Les Israélites ont constaté une recrudescence d'actes dirigés contre leur communauté. Keystone Archive

Victimes d’un sentiment d’insécurité, les juifs de Suisse mettent la pression politique sur le gouvernement pour lutter contre l’antisémitisme.

Mercredi, Micheline Calmy-Rey reçoit une délégation de la Fédération suisse des communautés israélites.

Du côté de la Fédération suisse des communautés israélites (FSCI) – qui représente 80% des 18’000 juifs de Suisse – Dennis Rhein situe cette rencontre «dans le cadre des visites de routine qui se tiennent sur une base régulière avec les ministres responsables de domaines d’activités qui recoupent les préoccupations des communautés israélites».

Mais qu’on ne s’y trompe pas. Ce que le ministère suisse des Affaires étrangères qualifie d’«échange de vues» pourrait bien aller plus loin.

Les inquiétudes d’Alfred Donath

En effet, ces derniers mois, le président de la FSCI, Alfred Donath, s’est fait à plusieurs reprises le porte-parole d’un sentiment croissant d’insécurité au sein des communautés israélites.

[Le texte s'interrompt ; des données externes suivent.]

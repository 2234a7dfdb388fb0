//! Repeating spawn tasks and the systems that act on them.
//!
//! Every task runs on game time: while the scene is paused nothing here is scheduled, so
//! timers freeze instead of firing in a burst on resume.

use bevy_ecs::{
    event::{EventReader, EventWriter},
    resource::Resource,
    system::{Commands, Res, ResMut},
    world::World,
};
use glam::Vec2;
use rand::{rngs::SmallRng, Rng, SeedableRng};
use tracing::{debug, trace};

use crate::constants::{layout, mechanics, timing};
use crate::events::{DifficultyChanged, ScheduledTask};
use crate::systems::components::{Aabb, CoinKind, DeltaTime, Fall, Size};
use crate::systems::difficulty::DifficultyParameters;
use crate::systems::factory::{Blueprint, CarCatalog, EntityFactory};
use crate::systems::session::{ScoreKeeper, SessionContext};

/// A timer that fires every `period` seconds once its initial delay has passed.
///
/// Like a `wait` followed by a `run`, the first firing happens one full period after arming.
#[derive(Debug, Clone, Copy, PartialEq)]
pub struct RepeatingTask {
    period: f32,
    elapsed: f32,
    delay: f32,
    armed: bool,
}

impl RepeatingTask {
    pub fn new(period: f32) -> Self {
        Self::with_delay(period, 0.0)
    }

    pub fn with_delay(period: f32, delay: f32) -> Self {
        Self {
            period,
            elapsed: 0.0,
            delay,
            armed: true,
        }
    }

    pub fn disarmed() -> Self {
        Self {
            period: 0.0,
            elapsed: 0.0,
            delay: 0.0,
            armed: false,
        }
    }

    pub fn period(&self) -> f32 {
        self.period
    }

    pub fn is_armed(&self) -> bool {
        self.armed
    }

    /// Advances the timer and returns how many times it fired.
    pub fn tick(&mut self, seconds: f32) -> u32 {
        if !self.armed || self.period <= 0.0 {
            return 0;
        }

        let mut seconds = seconds;
        if self.delay > 0.0 {
            if seconds < self.delay {
                self.delay -= seconds;
                return 0;
            }
            seconds -= self.delay;
            self.delay = 0.0;
        }

        self.elapsed += seconds;
        let fired = (self.elapsed / self.period).floor();
        self.elapsed -= fired * self.period;
        fired as u32
    }

    /// Restarts the timer with a new period. A pending initial delay is kept.
    pub fn rearm(&mut self, period: f32) {
        self.period = period;
        self.elapsed = 0.0;
        self.armed = true;
    }

    pub fn cancel(&mut self) {
        self.armed = false;
        self.elapsed = 0.0;
        self.delay = 0.0;
    }
}

/// The session's repeating tasks.
#[derive(Resource, Debug, Clone, Copy, PartialEq)]
pub struct SpawnSchedule {
    pub coin: RepeatingTask,
    pub fuel: RepeatingTask,
    pub car: RepeatingTask,
    pub road_line: RepeatingTask,
    pub fuel_burn: RepeatingTask,
}

impl Default for SpawnSchedule {
    fn default() -> Self {
        Self {
            coin: RepeatingTask::disarmed(),
            fuel: RepeatingTask::disarmed(),
            car: RepeatingTask::disarmed(),
            road_line: RepeatingTask::disarmed(),
            fuel_burn: RepeatingTask::disarmed(),
        }
    }
}

impl SpawnSchedule {
    /// Arms every task for a fresh session. Wide devices get static road lines instead
    /// of scrolling ones.
    pub fn arm(&mut self, difficulty: &DifficultyParameters, wide: bool) {
        self.coin = RepeatingTask::new(timing::COIN_SPAWN_PERIOD);
        self.fuel = RepeatingTask::new(difficulty.fuel_spawn_interval);
        self.car = RepeatingTask::with_delay(difficulty.car_spawn_interval, timing::CAR_START_DELAY);
        self.road_line = if wide {
            RepeatingTask::disarmed()
        } else {
            RepeatingTask::new(timing::ROAD_LINE_PERIOD)
        };
        self.fuel_burn = RepeatingTask::new(timing::FUEL_BURN_PERIOD);
    }

    pub fn cancel_all(&mut self) {
        for task in self.tasks_mut() {
            task.cancel();
        }
    }

    fn tasks_mut(&mut self) -> [&mut RepeatingTask; 5] {
        [
            &mut self.coin,
            &mut self.fuel,
            &mut self.car,
            &mut self.road_line,
            &mut self.fuel_burn,
        ]
    }
}

/// Randomness for spawn positions, coin kinds and car models.
#[derive(Resource, Debug, Clone)]
pub struct SceneRng(pub SmallRng);

impl SceneRng {
    pub fn new(seed: Option<u64>) -> Self {
        match seed {
            Some(seed) => Self(SmallRng::seed_from_u64(seed)),
            None => Self(SmallRng::from_os_rng()),
        }
    }

    /// A whole-point x coordinate at least [`mechanics::SPAWN_MARGIN`] away from both edges.
    pub fn spawn_x(&mut self, width: f32) -> f32 {
        let low = mechanics::SPAWN_MARGIN as i32;
        let high = ((width - mechanics::SPAWN_MARGIN) as i32).max(low);
        self.0.random_range(low..=high) as f32
    }

    pub fn coin_kind(&mut self) -> CoinKind {
        CoinKind::from_roll(self.0.random_range(0..=10))
    }
}

/// Turns elapsed game time into [`ScheduledTask`] events.
pub fn task_clock_system(
    dt: Res<DeltaTime>,
    mut schedule: ResMut<SpawnSchedule>,
    mut tasks: EventWriter<ScheduledTask>,
) {
    let seconds = dt.seconds;
    let fired = [
        (ScheduledTask::AddCoin, schedule.coin.tick(seconds)),
        (ScheduledTask::AddFuel, schedule.fuel.tick(seconds)),
        (ScheduledTask::AddCar, schedule.car.tick(seconds)),
        (ScheduledTask::AddRoadLine, schedule.road_line.tick(seconds)),
        (ScheduledTask::BurnFuel, schedule.fuel_burn.tick(seconds)),
    ];

    for (task, count) in fired {
        for _ in 0..count {
            tasks.write(task);
        }
    }
}

/// Restarts the car and fuel timers whenever the difficulty escalates.
pub fn rearm_on_difficulty_system(
    mut changes: EventReader<DifficultyChanged>,
    difficulty: Res<DifficultyParameters>,
    mut schedule: ResMut<SpawnSchedule>,
) {
    let Some(change) = changes.read().last() else {
        return;
    };

    debug!(
        level = change.level,
        car_interval = difficulty.car_spawn_interval,
        fuel_interval = difficulty.fuel_spawn_interval,
        "Re-arming spawn tasks"
    );
    schedule.car.rearm(difficulty.car_spawn_interval);
    schedule.fuel.rearm(difficulty.fuel_spawn_interval);
}

pub fn spawn_system(
    mut commands: Commands,
    mut tasks: EventReader<ScheduledTask>,
    mut rng: ResMut<SceneRng>,
    factory: Res<EntityFactory>,
    catalog: Res<CarCatalog>,
    context: Res<SessionContext>,
    difficulty: Res<DifficultyParameters>,
) {
    for task in tasks.read() {
        match task {
            ScheduledTask::AddCoin => {
                let kind = rng.coin_kind();
                spawn_pickup(&mut commands, &mut rng, &factory, Blueprint::Coin(kind), difficulty.fall_duration);
            }
            ScheduledTask::AddFuel => {
                spawn_pickup(&mut commands, &mut rng, &factory, Blueprint::Fuel, difficulty.fall_duration);
            }
            ScheduledTask::AddCar => spawn_cars(
                &mut commands,
                &mut rng,
                &factory,
                &catalog,
                context.enforce_collision_shapes,
                difficulty.fall_duration,
            ),
            ScheduledTask::AddRoadLine => spawn_road_lines(&mut commands, &factory),
            ScheduledTask::BurnFuel => {}
        }
    }
}

pub fn fuel_burn_system(mut tasks: EventReader<ScheduledTask>, mut keeper: ScoreKeeper) {
    for task in tasks.read() {
        if *task == ScheduledTask::BurnFuel {
            keeper.burn_fuel();
        }
    }
}

fn fall_for(start_y: f32, size: Vec2, duration: f32) -> Fall {
    Fall::new(start_y, -size.y / 2.0, duration)
}

fn spawn_pickup(
    commands: &mut Commands,
    rng: &mut SceneRng,
    factory: &EntityFactory,
    blueprint: Blueprint,
    fall_duration: f32,
) {
    let built = factory.create(blueprint);
    let start = Vec2::new(rng.spawn_x(factory.playfield.x), built.position().y);
    let fall = fall_for(start.y, built.size(), fall_duration);

    trace!(?blueprint, x = start.x, "Spawning pickup");
    built.at(start).spawn(commands, fall);
}

fn spawn_cars(
    commands: &mut Commands,
    rng: &mut SceneRng,
    factory: &EntityFactory,
    catalog: &CarCatalog,
    enforce_collision_shapes: bool,
    fall_duration: f32,
) {
    let attempts = if factory.device.is_wide() { 2 } else { 1 };
    let mut previous: Option<Aabb> = None;

    for _ in 0..attempts {
        let car = catalog.choose(&mut rng.0);
        if !car.has_body && enforce_collision_shapes {
            trace!(index = car.index, "Skipping car without a collision shape");
            continue;
        }

        let built = factory.create(Blueprint::TrafficCar(car));
        let start = Vec2::new(rng.spawn_x(factory.playfield.x), built.position().y);

        if factory.device.is_wide() {
            let frame = Aabb::from_center(start, built.size());
            if previous.is_some_and(|other| other.intersects(&frame)) {
                trace!(index = car.index, x = start.x, "Second car would overlap, skipping");
                continue;
            }
            previous = Some(frame);
        }

        let fall = fall_for(start.y, built.size(), fall_duration);
        trace!(index = car.index, x = start.x, "Spawning traffic car");
        built.at(start).spawn(commands, fall);
    }
}

/// X coordinates of the lane separators: `k * width / scale` for `k` in `1..scale`.
pub fn road_line_xs(factory: &EntityFactory) -> impl Iterator<Item = f32> {
    let width = factory.playfield.x;
    let scale = factory.device.scale_ratio();
    (1..scale as u32).map(move |k| k as f32 * width / scale)
}

fn spawn_road_lines(commands: &mut Commands, factory: &EntityFactory) {
    let travel = layout::ROAD_LINE_SIZE.y + layout::ROAD_LINE_CLEARANCE;
    let start_y = factory.playfield.y + travel;

    for x in road_line_xs(factory) {
        let fall = Fall::new(start_y, -travel, timing::ROAD_LINE_FALL_DURATION);
        factory
            .create(Blueprint::RoadLine)
            .at(Vec2::new(x, start_y))
            .spawn(commands, fall);
    }
}

/// Lays out the tall, motionless lane separators used on wide-aspect devices.
pub fn spawn_static_road_lines(world: &mut World) {
    let Some(factory) = world.get_resource::<EntityFactory>().copied() else {
        return;
    };

    let height = factory.playfield.y * 2.0;
    for x in road_line_xs(&factory) {
        let mut built = factory.create(Blueprint::RoadLine).at(Vec2::new(x, factory.playfield.y));
        built.bundle.size = Size(Vec2::new(layout::ROAD_LINE_SIZE.x, height));
        built.spawn_in(world, ());
    }
    debug!(device = %factory.device, "Static road lines placed");
}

Au début du mois de mai, ce professeur de médecine de Genève qui est aussi coprésident du Congrès juif européen, avait demandé à rencontrer Samuel Schmid, ministre de la Défense. Objectif: lui faire part de son inquiétude face à la recrudescence des manifestations antisémites.

Et puis, à nouveau le 28 mai à Berne, dans un discours très remarqué lors de l’assemblée annuelle de la FSCI, Alfred Donath avait sommé le gouvernement fédéral de prendre position, à l’image des gouvernements allemand et français.

«Les juifs ne se sentent plus en sécurité en Suisse, a-t-il notamment déclaré. Les menaces sont devenues directes, même si elles sont souvent cachées derrière un lâche anonymat.»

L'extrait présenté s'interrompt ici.